In contrast to the topology of the eigenstates described above, the winding of the eigenenergies is deeply tied to the EP and is topologically stable. The topology is revealed by the “spectral phase” of the difference of the two complex energies $\text{Arg}(\mathrm{\Delta }\tilde{E})$(23–25). As shown in Fig. 1 (K and L), the singularities of the spectral phase occur exactly at the EP with a π-spectral phase winding or half-integer topological charge, regardless of where the singularities of the eigenstates are located in momentum space. This is because the spectral phase jump at the bulk Fermi arc remains equal to π. These two features, the π-winding and the π-phase jump, persist even under a weak, real-valued σ_z perturbation, as shown in Fig. 1L. This is in contrast with the behavior of the eigenstates, where the π winding suddenly switches to 2π (Fig. 1, H and I), and the phase jump across the bulk Fermi arc decreases with a σ_z perturbation (see the Supplementary Materials).

At sufficiently strong σ_z perturbation, the EPs meet and annihilate, the gap fully opens, and the non-Hermitian topological charges disappear, but the topological charges of the eigenstates (polarization vortices) remain (see Fig. 1J). This demonstrates that the topologies of the eigenstates and the eigenenergies are separable, and measuring the topology of the eigenstates, in general, is not equivalent to measuring the non-Hermitian topology of the eigenenergies. In the following, we experimentally observe paired EPs in an exciton-polariton system with weak chirality and directly measure the non-Hermitian topological invariant by extracting the winding of complex eigenenergies from the PL spectrum.

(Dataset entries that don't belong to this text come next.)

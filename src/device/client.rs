// SPDX-License-Identifier: GPL-3.0-or-later
use anyhow::{anyhow, bail, Context as _};
use hyper::client::HttpConnector;
use hyper::header::CONTENT_TYPE;
use hyper::{Body, Client, Request, Response, Uri};
use tracing::{debug, instrument};

use std::time::Duration;

use super::config::{ConfigUpdate, DeviceConfig, UpdateResponse};
use crate::settings::DeviceSettings;

/// Reads and writes the sensor's configuration over its HTTP API.
#[derive(Clone, Debug)]
pub(crate) struct DeviceClient {
    client: Client<HttpConnector>,
    config_uri: Uri,
    timeout: Duration,
}

impl DeviceClient {
    pub(crate) fn new(settings: &DeviceSettings) -> anyhow::Result<Self> {
        let config_uri = settings
            .config_url()?
            .as_str()
            .parse()
            .context("Invalid device configuration URL")?;
        Ok(Self {
            client: Client::new(),
            config_uri,
            timeout: settings.request_timeout(),
        })
    }

    async fn send(&self, request: Request<Body>) -> anyhow::Result<Response<Body>> {
        let response = tokio::time::timeout(self.timeout, self.client.request(request))
            .await
            .map_err(|_| anyhow!("Timed out waiting for {}", self.config_uri))?
            .with_context(|| format!("Request to {} failed", self.config_uri))?;
        Ok(response)
    }

    /// Fetch the current configuration and status.
    #[instrument(level = "debug", skip(self))]
    pub(crate) async fn fetch_config(&self) -> anyhow::Result<DeviceConfig> {
        let request = Request::get(self.config_uri.clone()).body(Body::empty())?;
        let response = self.send(request).await?;
        let status = response.status();
        let body = hyper::body::to_bytes(response.into_body()).await?;
        if !status.is_success() {
            bail!(
                "Device returned {} for configuration request: {}",
                status,
                String::from_utf8_lossy(&body)
            );
        }
        let config: DeviceConfig =
            serde_json::from_slice(&body).context("Invalid configuration document")?;
        debug!(?config, "fetched device configuration");
        Ok(config)
    }

    /// Send a partial configuration change. Values are clamped to the sensor's limits first.
    // The update may include the WiFi password, so keep it out of the span.
    #[instrument(level = "debug", skip(self, update))]
    pub(crate) async fn update_config(&self, update: ConfigUpdate) -> anyhow::Result<()> {
        let update = update.clamped();
        if update.is_empty() {
            debug!("no configuration changes to send");
            return Ok(());
        }
        let request = Request::post(self.config_uri.clone())
            .header(CONTENT_TYPE, "application/json")
            .body(Body::from(serde_json::to_vec(&update)?))?;
        let response = self.send(request).await?;
        let status = response.status();
        let body = hyper::body::to_bytes(response.into_body()).await?;
        let reply: Option<UpdateResponse> = serde_json::from_slice(&body).ok();
        match reply {
            Some(UpdateResponse {
                error: Some(message),
                ..
            }) => bail!("Device rejected configuration ({}): {}", status, message),
            _ if !status.is_success() => bail!("Device returned {} for configuration update", status),
            Some(UpdateResponse { ok: true, .. }) => Ok(()),
            _ => bail!("Unexpected reply to configuration update: {}", String::from_utf8_lossy(&body)),
        }
    }
}
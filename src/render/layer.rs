// SPDX-License-Identifier: GPL-3.0-or-later
use anyhow::{anyhow, bail};
use bytes::Bytes;
use image::flat::FlatSamples;
use image::{imageops, ImageBuffer, Rgba, RgbaImage};

use super::legend::{LEGEND_HEIGHT, LEGEND_WIDTH};
use super::settings::MAX_OUTPUT_SCALE;

/// Rendered raw images intended for viewing. A shared [bytes::Bytes] buffer is used to minimize
/// copying when the same frame is sent to multiple clients.
pub(crate) type BytesImage = ImageBuffer<Rgba<u8>, Bytes>;

/// Space between the heatmap and the legend.
const GAP: u32 = 8;
const BACKGROUND: Rgba<u8> = Rgba([0x20, 0x20, 0x20, 0xFF]);

/// Enlarge an image by an integer factor, turning every pixel into a `factor` sized square.
///
/// The current implementation builds a mono-color view for each pixel (using
/// [image::flat::FlatSamples::with_monocolor]), and then draws these squares onto the final image
/// with [image::imageops::replace]. This is noticeably faster than [image::imageops::resize] with
/// nearest neighbor filtering.
pub(crate) fn enlarge(image: &RgbaImage, factor: u32) -> anyhow::Result<RgbaImage> {
    match factor {
        0 => bail!("Cannot enlarge an image by a factor of 0"),
        1 => return Ok(image.clone()),
        f if f > MAX_OUTPUT_SCALE => bail!(
            "Cannot enlarge an image by more than {}, got {}",
            MAX_OUTPUT_SCALE,
            f
        ),
        _ => (),
    }
    let (width, height) = image
        .width()
        .checked_mul(factor)
        .zip(image.height().checked_mul(factor))
        .ok_or_else(|| {
            anyhow!(
                "Enlarging a {:?} image by {} is too large",
                image.dimensions(),
                factor
            )
        })?;
    let mut full_image = RgbaImage::new(width, height);
    for (x, y, pixel) in image.enumerate_pixels() {
        let tile = FlatSamples::with_monocolor(pixel, factor, factor);
        let tile_view = tile.as_view()?;
        imageops::replace(&mut full_image, &tile_view, x * factor, y * factor);
    }
    Ok(full_image)
}

/// Place the (enlarged) heatmap and the legend side by side on a dark background.
pub(crate) fn compose(
    heatmap: &RgbaImage,
    legend: &RgbaImage,
    factor: u32,
) -> anyhow::Result<BytesImage> {
    let heatmap = enlarge(heatmap, factor)?;
    let width = heatmap.width() + GAP + LEGEND_WIDTH;
    let height = heatmap.height().max(LEGEND_HEIGHT);
    let mut composed = RgbaImage::from_pixel(width, height, BACKGROUND);
    imageops::overlay(&mut composed, &heatmap, 0, 0);
    imageops::overlay(&mut composed, legend, heatmap.width() + GAP, 0);
    let buf = Bytes::from(composed.into_raw());
    BytesImage::from_raw(width, height, buf)
        .ok_or_else(|| anyhow!("Creating BytesImage from composed RGBA image failed"))
}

Experimental observation of paired EPs

To demonstrate the EP pairs in the exciton-polariton dispersion experimentally, we use the microcavity schematically shown in Fig. 2A. It is formed by sandwiching a ~142-nm-thick CsPbBr₃ perovskite crystal between two SiO₂/Ta₂O₅ DBRs, as detailed in Materials and Methods. The crystal is optically anisotropic because of its orthorhombic symmetry (33, 52, 53), which leads to X-Y splitting of the exciton-polariton states (33, 50). The exciton polaritons are excited by an off-resonant laser with the photon energy far above the perovskite exciton energy. The exciton-polariton energy distribution in momentum space is extracted from the PL of the sample. An emitted photon at polar angle θ, azimuthal angle ϕ (see schematics in Fig. 2B), and photon wavelength λ carries the exciton-polariton in-plane momentum $\mathrm{\hslash }\mathit{k}=\mathrm{\hslash }\left(\frac{2\mathrm{\pi }}{\mathrm{\lambda }}\right)\text{sin} \mathrm{\theta }(\text{cos} \mathrm{\varphi },\text{sin} \mathrm{\varphi })$, with ϕ corresponding to the propagation angle. To distinguish between the pseudospin states of exciton polaritons, which translate to the polarization of the PL, the signal is recorded with linear polarizations along the horizontal-vertical (H-V) (orientation shown in Fig. 2B), diagonal-antidiagonal (D-A), and left-right circular polarizations (L-R). The sample is oriented so that the X-Y splitting, along with the spin-orbit coupling, results in energy crossing along (k_x, k_y = 0) but no crossing along (k_x = 0, k_y) in the linearly polarized exciton-polariton dispersions (36, 37), as shown in Fig. 2C.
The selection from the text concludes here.